REDACCIÓN
El vicesecretario de Comunicación del PP, Esteban González Pons, organizó ayer la ofensiva a favor de Francisco Camps y rechazó que exista una relación de amistad entre el presidente de la Generalitat y el del Tribunal Superior de Justicia de Valencia, Juan Luis de la Rúa, instancia en la que ahora se tendrá que abordar la implicación del jefe del Consell en la trama de corrupción que investiga el juez Baltasar Garzón. Pons, en un argumento que los populares ya han utilizado en otras ocasiones, por contra, sí cargo contra el fiscal jefe del TSJ, Ricard Cabedo, del que recordó que su esposa, la parlamentaria por Alicante Juana Serna, es "diputada nacional del PSOE".
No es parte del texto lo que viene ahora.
//! QueueSim — Discrete-event simulator for open networks of finite queues.
//!
//! Poisson arrivals are routed probabilistically to independent single-server
//! queues with exponential service and finite capacity. Arrivals that find
//! their queue full are dropped. The engine runs to a time horizon, stops
//! admitting arrivals, drains the queues, and reports wait and sojourn
//! statistics of the accepted jobs.
//!
//! # Architecture
//!
//! ```text
//! ┌──────────┐     ┌───────────┐     ┌──────────────┐
//! │ Arrivals │────▶│  Engine   │────▶│   Metrics    │
//! │ (Poisson)│     │  (Clock)  │     │ (Integrals)  │
//! └──────────┘     └─────┬─────┘     └──────────────┘
//!                        │
//!                ┌───────┴───────┐
//!                │    Routing    │
//!                │ (Categorical) │
//!                └───────┬───────┘
//!                        │
//!          ┌─────────────┼─────────────┐
//!          ▼             ▼             ▼
//!    ┌──────────┐  ┌──────────┐  ┌──────────┐
//!    │ Server 0 │  │ Server 1 │  │ Server N │
//!    │ cap K_0  │  │ cap K_1  │  │ cap K_N  │
//!    └──────────┘  └──────────┘  └──────────┘
//! ```
//!
//! Every random draw goes through one [`RandomStream`], so a run is fully
//! determined by its config and seed.

pub mod arrivals;
pub mod clock;
pub mod config;
pub mod engine;
pub mod metrics;
pub mod random;
pub mod server;
pub mod theory;

use rayon::prelude::*;

// Re-export key types for convenience.
pub use arrivals::ArrivalSource;
pub use clock::SimClock;
pub use config::{ConfigError, SimConfig};
pub use engine::{EngineSnapshot, SimError, SimEvent, SimulationEngine, StepOutcome};
pub use metrics::{MetricsError, ReplicationSummary, SimulationResults};
pub use queuesim_routing::{RandomStream, RoutingPolicy};
pub use random::{Draw, ScriptedStream, SeededStream};
pub use server::{Admission, Completion, ServerPhase, ServerState};

/// Run a complete simulation with the given config.
pub fn run_simulation(config: SimConfig) -> Result<SimulationResults, SimError> {
    let mut engine = SimulationEngine::new(config)?;
    Ok(engine.run())
}

/// Run one independent replication per seed, in parallel.
///
/// Results come back in seed order, and each equals
/// `run_simulation(config.with_seed(seed))`.
pub fn run_replications(
    config: &SimConfig,
    seeds: &[u64],
) -> Result<Vec<SimulationResults>, SimError> {
    config.validate()?;
    seeds
        .par_iter()
        .map(|&seed| run_simulation(config.clone().with_seed(seed)))
        .collect()
}

/// Consecutive seeds starting at `base_seed`.
pub fn replication_seeds(base_seed: u64, runs: usize) -> Vec<u64> {
    (0..runs as u64).map(|i| base_seed.wrapping_add(i)).collect()
}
En declaraciones a una emisora de televisión, el dirigente popular afirmó que Cabedo "llevará" parte del "caso Gürtel" -la parte que afecta a cargos de la administración autonómica- y "está casado con una diputada del PSOE" pero, apuntó, el PP no lo ha "sacado a relucir como una enemistad manifiesta de la Fiscalía con Camps". En ese punto, el vicesecretario nacional de los populares rechazó de plano, a pesar de que el propio jefe del Consell en su día la subrayó, que el presidente de la Generalitat tenga una relación de amistad con De la Rúa, presidente de la sala que tiene en sus manos el futuro político de Camps. "No hay -amistad-. Es una "mera relación institucional. Camps al presidente del Tribunal Superior de Justicia no le conoce", recalcó Pons.
No sólo a la defensiva sino también al ataque, el vicesecretario nacional del PP cargó contra la secretaria de Organización del PSOE, Leire Pajín, de la que dijo que tiene "mucho que callar" por estar dando "protección corrupta" al alcalde de Elche, Alejandro Soler, con lo que, de esta manera, Génova entraba de lleno en los pagos indebidos con dinero público del primer edil ilicitano para abonar facturas correspondientes a la campaña electoral socialista. Soler era el candidato de Leire Pajín a la secretaría general del PSPV-PSOE.